Your objective :: Write out every entry in full. Leave nothing out.

Exercise input ::
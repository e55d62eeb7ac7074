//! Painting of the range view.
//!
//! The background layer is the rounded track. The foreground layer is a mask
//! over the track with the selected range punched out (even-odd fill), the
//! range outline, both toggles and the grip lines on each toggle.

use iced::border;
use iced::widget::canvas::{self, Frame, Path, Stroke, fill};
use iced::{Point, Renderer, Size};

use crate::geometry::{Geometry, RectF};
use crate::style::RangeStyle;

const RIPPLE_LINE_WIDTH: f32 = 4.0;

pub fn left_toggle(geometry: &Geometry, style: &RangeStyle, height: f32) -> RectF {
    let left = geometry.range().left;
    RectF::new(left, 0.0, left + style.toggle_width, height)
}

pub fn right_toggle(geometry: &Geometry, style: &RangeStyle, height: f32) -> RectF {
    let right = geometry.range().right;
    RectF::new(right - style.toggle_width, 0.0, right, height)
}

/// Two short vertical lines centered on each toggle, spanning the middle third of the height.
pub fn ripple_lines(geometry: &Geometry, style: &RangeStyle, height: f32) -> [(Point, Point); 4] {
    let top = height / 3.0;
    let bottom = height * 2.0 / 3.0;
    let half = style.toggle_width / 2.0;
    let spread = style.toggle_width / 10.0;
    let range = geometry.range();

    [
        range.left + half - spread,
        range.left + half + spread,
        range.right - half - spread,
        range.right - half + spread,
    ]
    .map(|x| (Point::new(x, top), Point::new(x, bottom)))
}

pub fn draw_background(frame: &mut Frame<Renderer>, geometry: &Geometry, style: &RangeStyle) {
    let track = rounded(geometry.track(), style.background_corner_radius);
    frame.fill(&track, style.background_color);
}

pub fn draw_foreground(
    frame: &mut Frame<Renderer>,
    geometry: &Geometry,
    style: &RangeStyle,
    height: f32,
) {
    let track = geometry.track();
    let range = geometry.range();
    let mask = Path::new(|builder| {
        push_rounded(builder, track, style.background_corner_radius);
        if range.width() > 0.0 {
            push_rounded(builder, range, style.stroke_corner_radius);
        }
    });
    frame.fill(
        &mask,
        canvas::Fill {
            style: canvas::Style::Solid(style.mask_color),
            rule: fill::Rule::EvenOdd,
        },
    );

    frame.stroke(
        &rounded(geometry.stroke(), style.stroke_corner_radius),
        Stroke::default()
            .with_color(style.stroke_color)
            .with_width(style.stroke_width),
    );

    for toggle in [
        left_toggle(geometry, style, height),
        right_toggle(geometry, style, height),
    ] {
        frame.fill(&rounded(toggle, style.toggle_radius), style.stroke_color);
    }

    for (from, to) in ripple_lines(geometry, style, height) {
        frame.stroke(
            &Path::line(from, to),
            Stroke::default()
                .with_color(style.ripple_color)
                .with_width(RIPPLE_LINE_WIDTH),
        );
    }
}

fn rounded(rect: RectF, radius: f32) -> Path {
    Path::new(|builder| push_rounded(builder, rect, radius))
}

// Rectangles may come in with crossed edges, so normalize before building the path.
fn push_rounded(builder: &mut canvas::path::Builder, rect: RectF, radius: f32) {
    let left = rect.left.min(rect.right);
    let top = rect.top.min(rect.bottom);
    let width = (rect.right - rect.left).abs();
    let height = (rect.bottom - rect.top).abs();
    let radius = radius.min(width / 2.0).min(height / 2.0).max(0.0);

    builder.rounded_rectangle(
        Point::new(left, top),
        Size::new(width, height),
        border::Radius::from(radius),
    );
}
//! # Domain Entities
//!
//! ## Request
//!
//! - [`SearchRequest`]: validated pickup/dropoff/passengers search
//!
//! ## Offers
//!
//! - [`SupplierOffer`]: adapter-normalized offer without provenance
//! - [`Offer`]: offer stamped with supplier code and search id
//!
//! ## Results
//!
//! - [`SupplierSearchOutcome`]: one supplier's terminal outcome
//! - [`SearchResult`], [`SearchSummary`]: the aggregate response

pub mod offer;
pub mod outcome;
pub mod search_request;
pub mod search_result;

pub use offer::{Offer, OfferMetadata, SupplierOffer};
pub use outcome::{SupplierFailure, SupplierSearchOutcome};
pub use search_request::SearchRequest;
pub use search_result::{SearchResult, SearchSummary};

Exercise solution ::
repository e55d62eeb7ac7074
//! Painting of the range view.
//!
//! The background layer is the rounded track. The foreground layer is a mask
//! over the track with the selected range punched out (even-odd fill), the
//! range outline, both toggles and the grip lines on each toggle.

use iced::border;
use iced::widget::canvas::{self, Frame, Path, Stroke, fill};
use iced::{Point, Renderer, Size};

use crate::geometry::{Geometry, RectF};
use crate::style::RangeStyle;

const RIPPLE_LINE_WIDTH: f32 = 4.0;

pub fn left_toggle(geometry: &Geometry, style: &RangeStyle, height: f32) -> RectF {
    let left = geometry.range().left;
    RectF::new(left, 0.0, left + style.toggle_width, height)
}

pub fn right_toggle(geometry: &Geometry, style: &RangeStyle, height: f32) -> RectF {
    let right = geometry.range().right;
    RectF::new(right - style.toggle_width, 0.0, right, height)
}

/// Two short vertical lines centered on each toggle, spanning the middle third of the height.
pub fn ripple_lines(geometry: &Geometry, style: &RangeStyle, height: f32) -> [(Point, Point); 4] {
    let top = height / 3.0;
    let bottom = height * 2.0 / 3.0;
    let half = style.toggle_width / 2.0;
    let spread = style.toggle_width / 10.0;
    let range = geometry.range();

    [
        range.left + half - spread,
        range.left + half + spread,
        range.right - half - spread,
        range.right - half + spread,
    ]
    .map(|x| (Point::new(x, top), Point::new(x, bottom)))
}

pub fn draw_background(frame: &mut Frame<Renderer>, geometry: &Geometry, style: &RangeStyle) {
    let track = rounded(geometry.track(), style.background_corner_radius);
    frame.fill(&track, style.background_color);
}

pub fn draw_foreground(
    frame: &mut Frame<Renderer>,
    geometry: &Geometry,
    style: &RangeStyle,
    height: f32,
) {
    let track = geometry.track();
    let range = geometry.range();
    let mask = Path::new(|builder| {
        push_rounded(builder, track, style.background_corner_radius);
        if range.width() > 0.0 {
            push_rounded(builder, range, style.stroke_corner_radius);
        }
    });
    frame.fill(
        &mask,
        canvas::Fill {
            style: canvas::Style::Solid(style.mask_color),
            rule: fill::Rule::EvenOdd,
        },
    );

    frame.stroke(
        &rounded(geometry.stroke(), style.stroke_corner_radius),
        Stroke::default()
            .with_color(style.stroke_color)
            .with_width(style.stroke_width),
    );

    for toggle in [
        left_toggle(geometry, style, height),
        right_toggle(geometry, style, height),
    ] {
        frame.fill(&rounded(toggle, style.toggle_radius), style.stroke_color);
    }

    for (from, to) in ripple_lines(geometry, style, height) {
        frame.stroke(
            &Path::line(from, to),
            Stroke::default()
                .with_color(style.ripple_color)
                .with_width(RIPPLE_LINE_WIDTH),
        );
    }
}

fn rounded(rect: RectF, radius: f32) -> Path {
    Path::new(|builder| push_rounded(builder, rect, radius))
}

// Rectangles may come in with crossed edges, so normalize before building the path.
fn push_rounded(builder: &mut canvas::path::Builder, rect: RectF, radius: f32) {
    let left = rect.left.min(rect.right);
    let top = rect.top.min(rect.bottom);
    let width = (rect.right - rect.left).abs();
    let height = (rect.bottom - rect.top).abs();
    let radius = radius.min(width / 2.0).min(height / 2.0).max(0.0);

    builder.rounded_rectangle(
        Point::new(left, top),
        Size::new(width, height),
        border::Radius::from(radius),
    );
}
//! # Domain Entities
//!
//! ## Request
//!
//! - [`SearchRequest`]: validated pickup/dropoff/passengers search
//!
//! ## Offers
//!
//! - [`SupplierOffer`]: adapter-normalized offer without provenance
//! - [`Offer`]: offer stamped with supplier code and search id
//!
//! ## Results
//!
//! - [`SupplierSearchOutcome`]: one supplier's terminal outcome
//! - [`SearchResult`], [`SearchSummary`]: the aggregate response

pub mod offer;
pub mod outcome;
pub mod search_request;
pub mod search_result;

pub use offer::{Offer, OfferMetadata, SupplierOffer};
pub use outcome::{SupplierFailure, SupplierSearchOutcome};
pub use search_request::SearchRequest;
pub use search_result::{SearchResult, SearchSummary};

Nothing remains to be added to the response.